Como forma de preencher essa lacuna no processo de sucessão das empresas, a Amcham Belo Horizonte tem realizado ações e eventos para debater o tema. “Cerca de um terço das pequenas e médias empresas mineiras são familiares, dessa forma, sabemos que em algum momento vão precisar trabalhar a sucessão dentro dos seus negócios e quando isso acontecer, deverão estar preparados”, explicou o superintendente da entidade, Rafael Carvalho.

Segundo ele, para garantir a continuidade das empresas familiares, alguns passos são essenciais. “O primeiro é criar um planejamento de sucessão, adequando os principais agentes do processo como a família, empregados, clientes e fornecedores, além de definir a visão estratégica da empresa. Outro ponto de atenção para os herdeiros é propor inovações e mediá-las com os valores tradicionais da empresa”, orientou Rafael.

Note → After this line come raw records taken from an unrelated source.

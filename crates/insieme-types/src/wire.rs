//! Wire envelope and message enumeration.
//!
//! Every message in both directions is an [`Envelope`]: a `type` tag, the
//! mandatory `protocol_version`, optional trace fields, and a `payload`
//! object. Transport framing is out of scope; envelopes travel over an
//! abstract message-passing channel.

use chrono::{DateTime, Utc};
use serde::{Deserialize, Serialize};

use crate::{CommittedEvent, ErrorCode, EventBody, ProtocolError, PROTOCOL_VERSION};

//─────────────────────────────
//  Envelope
//─────────────────────────────

/// Transport-level wrapper carried by every message.
#[derive(Debug, Clone, PartialEq, Serialize, Deserialize)]
pub struct Envelope {
    /// Protocol version; mismatch yields `protocol_version_unsupported`.
    pub protocol_version: String,
    /// Opaque trace id.
    #[serde(skip_serializing_if = "Option::is_none")]
    pub msg_id: Option<String>,
    /// Sender wall-clock in milliseconds.
    #[serde(skip_serializing_if = "Option::is_none")]
    pub timestamp: Option<i64>,
    /// Typed message (`type` + `payload` on the wire).
    #[serde(flatten)]
    pub message: Message,
}

impl Envelope {
    /// Wrap a message with the current protocol version and no trace fields.
    pub fn new(message: Message) -> Self {
        Self {
            protocol_version: PROTOCOL_VERSION.to_string(),
            msg_id: None,
            timestamp: None,
            message,
        }
    }

    /// Check the envelope version, mapping a mismatch to the wire error.
    pub fn ensure_version(&self) -> Result<(), ProtocolError> {
        if self.protocol_version == PROTOCOL_VERSION {
            Ok(())
        } else {
            Err(ProtocolError::version_unsupported(format!(
                "protocol version {} is not supported (expected {})",
                self.protocol_version, PROTOCOL_VERSION
            )))
        }
    }
}

//─────────────────────────────
//  Messages
//─────────────────────────────

/// All wire messages, both directions.
#[derive(Debug, Clone, PartialEq, Serialize, Deserialize)]
#[serde(tag = "type", content = "payload", rename_all = "snake_case")]
pub enum Message {
    /// Client → server: authenticate and bind the connection to a client id.
    Connect(ConnectPayload),
    /// Client → server: submit exactly one event for commit (core profile).
    SubmitEvents(SubmitEventsPayload),
    /// Client → server: request one catch-up page.
    Sync(SyncPayload),
    /// Server → client: handshake acknowledgement.
    Connected(ConnectedPayload),
    /// Server → client: per-item commit results.
    SubmitEventsResult(SubmitEventsResultPayload),
    /// Server → client: fan-out of a committed event.
    EventBroadcast(CommittedEvent),
    /// Server → client: one catch-up page.
    SyncResponse(SyncResponsePayload),
    /// Either direction: protocol failure.
    Error(ErrorPayload),
}

/// `connect` payload.
#[derive(Debug, Clone, PartialEq, Serialize, Deserialize)]
pub struct ConnectPayload {
    /// Bearer token; identity must match `client_id`.
    pub token: String,
    /// Claimed client identifier.
    pub client_id: String,
}

/// One item in a `submit_events` request.
#[derive(Debug, Clone, PartialEq, Serialize, Deserialize)]
pub struct SubmitItem {
    /// Client-generated globally unique event id.
    pub id: String,
    /// Requested partition set (normalized by the server).
    pub partitions: Vec<String>,
    /// Opaque domain event.
    pub event: EventBody,
}

/// `submit_events` payload.
#[derive(Debug, Clone, PartialEq, Serialize, Deserialize)]
pub struct SubmitEventsPayload {
    /// Submitted items; exactly one in the core profile.
    pub events: Vec<SubmitItem>,
}

/// `sync` payload.
#[derive(Debug, Clone, PartialEq, Serialize, Deserialize)]
pub struct SyncPayload {
    /// Partition subscription for this cycle and subsequent broadcasts.
    pub partitions: Vec<String>,
    /// Exclusive lower bound for the page.
    pub since_committed_id: u64,
    /// Requested page size; clamped to `[1, 1000]`, default 500.
    #[serde(skip_serializing_if = "Option::is_none")]
    pub limit: Option<u32>,
}

/// `connected` payload.
#[derive(Debug, Clone, PartialEq, Serialize, Deserialize)]
pub struct ConnectedPayload {
    /// Authenticated client id.
    pub client_id: String,
    /// Highest committed id at handshake time.
    pub server_last_committed_id: u64,
}

/// Status of one submitted item.
#[derive(Debug, Clone, Copy, PartialEq, Eq, Serialize, Deserialize)]
#[serde(rename_all = "snake_case")]
pub enum SubmitStatus {
    /// Durably committed (fresh or dedup hit).
    Committed,
    /// Rejected; `reason` carries the code.
    Rejected,
}

/// Per-item result inside `submit_events_result`.
#[derive(Debug, Clone, PartialEq, Serialize, Deserialize)]
pub struct SubmitResult {
    /// Event id the result refers to.
    pub id: String,
    /// Commit outcome.
    pub status: SubmitStatus,
    /// Assigned (or existing, on dedup) committed id.
    #[serde(skip_serializing_if = "Option::is_none")]
    pub committed_id: Option<u64>,
    /// Commit timestamp.
    #[serde(skip_serializing_if = "Option::is_none")]
    pub status_updated_at: Option<DateTime<Utc>>,
    /// Rejection code.
    #[serde(skip_serializing_if = "Option::is_none")]
    pub reason: Option<ErrorCode>,
    /// Optional rejection details.
    #[serde(skip_serializing_if = "Option::is_none")]
    pub errors: Option<Vec<String>>,
}

impl SubmitResult {
    /// Result for a committed (or deduped) item.
    pub fn committed(event: &CommittedEvent) -> Self {
        Self {
            id: event.id.clone(),
            status: SubmitStatus::Committed,
            committed_id: Some(event.committed_id),
            status_updated_at: Some(event.status_updated_at),
            reason: None,
            errors: None,
        }
    }

    /// Result for a rejected item.
    pub fn rejected(id: impl Into<String>, err: &ProtocolError) -> Self {
        Self {
            id: id.into(),
            status: SubmitStatus::Rejected,
            committed_id: None,
            status_updated_at: None,
            reason: Some(err.code),
            errors: Some(vec![err.message.clone()]),
        }
    }
}

/// `submit_events_result` payload.
#[derive(Debug, Clone, PartialEq, Serialize, Deserialize)]
pub struct SubmitEventsResultPayload {
    /// Exactly one entry in the core profile.
    pub results: Vec<SubmitResult>,
}

/// `sync_response` payload.
#[derive(Debug, Clone, PartialEq, Serialize, Deserialize)]
pub struct SyncResponsePayload {
    /// Normalized subscription the page was computed for.
    pub partitions: Vec<String>,
    /// Matching events in ascending `committed_id` order.
    pub events: Vec<CommittedEvent>,
    /// Cursor for the next page (input `since` if the page is empty).
    pub next_since_committed_id: u64,
    /// Whether more matching events exist within the cycle window.
    pub has_more: bool,
}

/// `error` payload.
#[derive(Debug, Clone, PartialEq, Serialize, Deserialize)]
pub struct ErrorPayload {
    /// Closed-set error code.
    pub code: ErrorCode,
    /// Human-readable detail.
    pub message: String,
    /// Optional structured detail.
    #[serde(skip_serializing_if = "Option::is_none")]
    pub details: Option<serde_json::Value>,
}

Buscar inovações foi uma das primeiras ações que Arthur Rufino tomou ao assumir de seu pai a direção da JR Diesel. Ele contou como foi o processo de sucessão na palestra “Ser antes de ter: preparação para o sucesso”, realizada pela Amcham BH. “Viajei por mais de nove países para conhecer as melhores práticas utilizadas em outros negócios, além de ampliar meu conhecimento sobre o segmento em que atuamos. A ideia é manter a cultura da empresa, mas trazendo inovação”, disse.

Apesar de ter desenvolvido trabalhos para a JR Diesel desde 2003, Arthur Rufino entrou definitivamente para a empresa apenas em 2008 e assumiu o posto de CEO em 2016. Para ele, há uma grande diferença entre as empresas familiares e as demais, pois o fator emocional é muito mais forte.